Exercise directions:
Report each line of the data that has "note" somewhere in it.

Provided material:
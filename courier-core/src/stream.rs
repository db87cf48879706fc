//! Stream behaviors.
//!
//! Stream behaviors wrap the whole lazy sequence produced by a
//! [`StreamHandler`](crate::StreamHandler). They may filter, transform or
//! buffer items, or replace the sequence outright, but they never see a
//! single item in isolation from the sequence.

use crate::{
    context::{Payload, RequestContext},
    error::{ConfigError, CourierError},
    request::StreamRequest,
};
use futures::{StreamExt, stream::BoxStream};
use std::marker::PhantomData;
use tokio_util::sync::CancellationToken;

/// A type-erased sequence of stream items.
pub type PayloadStream<'a> = BoxStream<'a, Result<Payload, CourierError>>;

/// The remainder of a stream pipeline.
pub struct StreamNext<'a> {
    call: Box<dyn FnOnce() -> PayloadStream<'a> + Send + 'a>,
}

impl<'a> StreamNext<'a> {
    /// Wrap a continuation.
    pub fn new<F>(call: F) -> Self
    where
        F: FnOnce() -> PayloadStream<'a> + Send + 'a,
    {
        Self { call: Box::new(call) }
    }

    /// Start the inner sequence.
    pub fn run(self) -> PayloadStream<'a> {
        (self.call)()
    }
}

impl std::fmt::Debug for StreamNext<'_> {
    fn fmt(&self, f: &mut std::fmt::Formatter<'_>) -> std::fmt::Result {
        f.write_str("StreamNext")
    }
}

/// A stream pipeline stage applied to every stream request type.
#[diagnostic::on_unimplemented(
    message = "`{Self}` is not a courier `StreamBehavior`",
    label = "missing `StreamBehavior` implementation",
    note = "Stream behaviors must implement `handle(&self, cx, next)` returning a stream."
)]
pub trait StreamBehavior: Send + Sync + 'static {
    /// Produce the sequence, usually by adapting `next.run()`.
    fn handle<'a>(&'a self, cx: &'a RequestContext<'a>, next: StreamNext<'a>) -> PayloadStream<'a>;
}

/// The remainder of a stream pipeline, as seen by a closed stream behavior.
pub struct TypedStreamNext<'a, R> {
    next: StreamNext<'a>,
    _request: PhantomData<fn(&R)>,
}

impl<'a, R: StreamRequest> TypedStreamNext<'a, R> {
    /// View an erased continuation through the request's item type.
    pub fn new(next: StreamNext<'a>) -> Self {
        Self {
            next,
            _request: PhantomData,
        }
    }

    /// Start the inner sequence.
    pub fn run(self) -> BoxStream<'a, Result<R::Item, CourierError>> {
        self.next
            .run()
            .map(|item| item.and_then(downcast_item::<R>))
            .boxed()
    }
}

/// Recover a typed stream item from a pipeline payload.
pub fn downcast_item<R: StreamRequest>(payload: Payload) -> Result<R::Item, CourierError> {
    payload.downcast::<R::Item>().map(|item| *item).map_err(|_| {
        ConfigError::ResponseTypeMismatch {
            request: std::any::type_name::<R>(),
            expected: std::any::type_name::<R::Item>(),
        }
        .into()
    })
}

/// A stream pipeline stage written for one stream request type.
#[diagnostic::on_unimplemented(
    message = "`{Self}` is not a courier `RequestStreamBehavior` for `{R}`",
    label = "missing `RequestStreamBehavior<{R}>` implementation",
    note = "Closed stream behaviors must implement `handle(&self, request, next, cancel)` for `{R}`."
)]
pub trait RequestStreamBehavior<R: StreamRequest>: Send + Sync + 'static {
    /// Produce the sequence, usually by adapting `next.run()`.
    fn handle<'a>(
        &'a self,
        request: &'a R,
        next: TypedStreamNext<'a, R>,
        cancel: &'a CancellationToken,
    ) -> BoxStream<'a, Result<R::Item, CourierError>>;
}

/// Adapts a [`RequestStreamBehavior`] into an open [`StreamBehavior`].
pub struct ClosedStreamBehavior<R, B> {
    inner: B,
    _request: PhantomData<fn(&R)>,
}

impl<R, B> ClosedStreamBehavior<R, B> {
    /// Wrap a closed stream behavior.
    pub fn new(inner: B) -> Self {
        Self {
            inner,
            _request: PhantomData,
        }
    }
}

impl<R, B> StreamBehavior for ClosedStreamBehavior<R, B>
where
    R: StreamRequest,
    B: RequestStreamBehavior<R>,
{
    fn handle<'a>(&'a self, cx: &'a RequestContext<'a>, next: StreamNext<'a>) -> PayloadStream<'a> {
        let Some(request) = cx.downcast_ref::<R>() else {
            return next.run();
        };
        self.inner
            .handle(request, TypedStreamNext::new(next), cx.cancellation())
            .map(|item| item.map(|item| Box::new(item) as Payload))
            .boxed()
    }
}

Answer section:
    note = "Stream behaviors must implement `handle(&self, cx, next)` returning a stream."
    note = "Closed stream behaviors must implement `handle(&self, request, next, cancel)` for `{R}`."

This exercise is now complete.